__Task requirements__
Work through the data and report how many lines include the string "filename", giving the number alone.

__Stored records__
=== Section Start ===

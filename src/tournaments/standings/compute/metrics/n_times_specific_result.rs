use indexmap::IndexMap;

use crate::tournaments::{
    rounds::results::Outcome,
    standings::compute::{history::TeamHistory, metrics::Metric},
};

/// The number of times each team achieved the given outcome. Standings use
/// this to count losses.
pub struct NTimesSpecificResultComputer(pub Outcome);

impl Metric<i64> for NTimesSpecificResultComputer {
    fn compute(&self, history: &TeamHistory) -> IndexMap<String, i64> {
        history
            .rows_of_team
            .iter()
            .map(|(team, rows)| {
                let count =
                    rows.iter().filter(|row| row.outcome == self.0).count();
                (team.to_string(), count as i64)
            })
            .collect()
    }
}
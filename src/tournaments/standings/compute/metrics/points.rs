use indexmap::IndexMap;

use crate::tournaments::standings::compute::{
    history::TeamHistory, metrics::Metric,
};

/// The number of team points (i.e. wins) of each team.
pub struct TeamPointsComputer;

impl Metric<i64> for TeamPointsComputer {
    fn compute(&self, history: &TeamHistory) -> IndexMap<String, i64> {
        history
            .rows_of_team
            .iter()
            .map(|(team, rows)| {
                let points: i64 =
                    rows.iter().map(|row| row.outcome.points()).sum();
                (team.to_string(), points)
            })
            .collect()
    }
}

=== Section End ===

__Output of the task__
2